If you can hold paradox, Gene says, you can hold tremendous energy within you and be a force for mediation in the world. Equanimity is an ability that naturally mitigates against tyranny both within and among people. Furthermore, by not subjugating parts of yourself and parts of others, you belong to more of yourself and the world, and the world belongs more to you. You’re not “fighting it” all the time. 


One of the toughest challenges in holding paradox is in admitting that all the contraries exist inside each of us (and then admitting them in). We are both courageous and cowardly. We both want to know ourselves and don’t. We both want to follow our calls and want to fall fast asleep under the nearest palm frond. 

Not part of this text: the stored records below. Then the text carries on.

//! GET / — service banner.

use std::sync::Arc;

use axum::{Json, extract::State};
use serde::Serialize;

use crate::core::app_state::AppState;

/// Response of `GET /`.
#[derive(Debug, Serialize)]
pub struct ServiceInfo {
    pub message: String,
    pub version: String,
    pub llm_provider: String,
    pub embedding_provider: String,
}

/// Handler: GET /
pub async fn service_info(State(state): State<Arc<AppState>>) -> Json<ServiceInfo> {
    Json(ServiceInfo {
        message: "Campus Assist - RAG System".to_string(),
        version: env!("CARGO_PKG_VERSION").to_string(),
        llm_provider: state.llm_provider.clone(),
        embedding_provider: state.embedding_provider.clone(),
    })
}
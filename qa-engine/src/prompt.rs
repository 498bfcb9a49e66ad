//! Prompt builder: fixed system message + context assembly.

use rag_store::SearchResult;
use tracing::debug;

/// System instruction for the generation backend.
///
/// Keep this short: it consistently improves steering without wasting tokens.
pub const SYSTEM_PROMPT: &str =
    "You are an assistant for university students. Answer briefly and to the point.";

/// Sentinel context used when retrieval produced nothing.
pub const EMPTY_CONTEXT: &str = "No information was found in the knowledge base.";

/// How many top-ranked results are assembled into the context.
pub const CONTEXT_TOP_N: usize = 3;

/// Visible separator between context entries.
const CONTEXT_SEPARATOR: &str = "\n---\n";

/// Assembles the generation context from ranked search results.
///
/// Takes the top [`CONTEXT_TOP_N`] results in ranked order, prefixes each
/// with its similarity score, and joins them with a visible separator. An
/// empty result set yields the [`EMPTY_CONTEXT`] sentinel.
pub fn prepare_context(results: &[SearchResult]) -> String {
    if results.is_empty() {
        return EMPTY_CONTEXT.to_string();
    }

    let parts: Vec<String> = results
        .iter()
        .take(CONTEXT_TOP_N)
        .map(|r| format!("Relevance: {:.3}:\n{}\n", r.similarity_score, r.content))
        .collect();

    let context = parts.join(CONTEXT_SEPARATOR);
    debug!(
        sources = parts.len(),
        context_len = context.chars().count(),
        "context prepared"
    );
    context
}

/// Builds the user turn combining context and question.
pub fn build_user_prompt(question: &str, context: &str) -> String {
    format!(
        "Context from the knowledge base:\n{context}\n\n\
         Student question: {question}\n\n\
         Answer the question using only the information from the provided context.\n\
         If the information is insufficient, say that you do not have it and that \
         the student should contact a university representative directly.\n"
    )
}

#[cfg(test)]
mod tests {
    use super::*;

    fn result(score: f32, content: &str) -> SearchResult {
        SearchResult {
            id: "doc.txt_0".into(),
            content: content.into(),
            similarity_score: score,
        }
    }

    #[test]
    fn empty_results_yield_the_sentinel() {
        assert_eq!(prepare_context(&[]), EMPTY_CONTEXT);
    }

    #[test]
    fn entries_carry_score_prefix_and_separator() {
        let results = vec![
            result(0.9, "Session starts January 9."),
            result(0.5, "Exams are in building B."),
        ];
        let context = prepare_context(&results);
        assert_eq!(
            context,
            "Relevance: 0.900:\nSession starts January 9.\n\
             \n---\n\
             Relevance: 0.500:\nExams are in building B.\n"
        );
    }

    #[test]
    fn only_top_three_results_are_included() {
        let results: Vec<SearchResult> = (0..5)
            .map(|i| result(0.9 - 0.1 * i as f32, &format!("chunk {i}")))
            .collect();
        let context = prepare_context(&results);
        assert!(context.contains("chunk 0"));
        assert!(context.contains("chunk 2"));
        assert!(!context.contains("chunk 3"));
        assert_eq!(context.matches("---").count(), 2);
    }

    #[test]
    fn user_prompt_embeds_question_and_context() {
        let prompt = build_user_prompt("When does the session start?", "ctx");
        assert!(prompt.contains("Student question: When does the session start?"));
        assert!(prompt.contains("Context from the knowledge base:\nctx"));
        assert!(prompt.contains("using only the information"));
    }
}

It takes tremendous courage and hard work, Gene says, not to take sides when we experience conflict but to Stretch the soul wide enough to encompass both sides, stretch the imagination almost to the bursting point and understand that two utterly contrary stories can coexist even within the same person. In part, this is why it typically takes Gene three months to “process” the stories she gathers on her listening journeys before she can sit down to write her articles and books, or proceed with speaking tours. For instance, after interviewing both Israelis and Palestinians on the staggering number of issues that divide what is essentially, ethnically, the same people, she had to wait for the two halves of the paradox to sink in, to fashion of themselves something of a whole in her mind, and for an informed response to emerge from the demilitarized zone between them, from the holy place between the two colliding world’s. 

Gregg Levoy

Inter-communication is critical for peace, not just internationally in interfaith understanding, but in the family, with couples, and at work.

LISN_circles are about how this can be done without having to compromise your own authenticity.

As Gene says above, 
“If each side can listen to the stories of the other, the suffering of the other, the history of the other, reconciliation is made much easier.”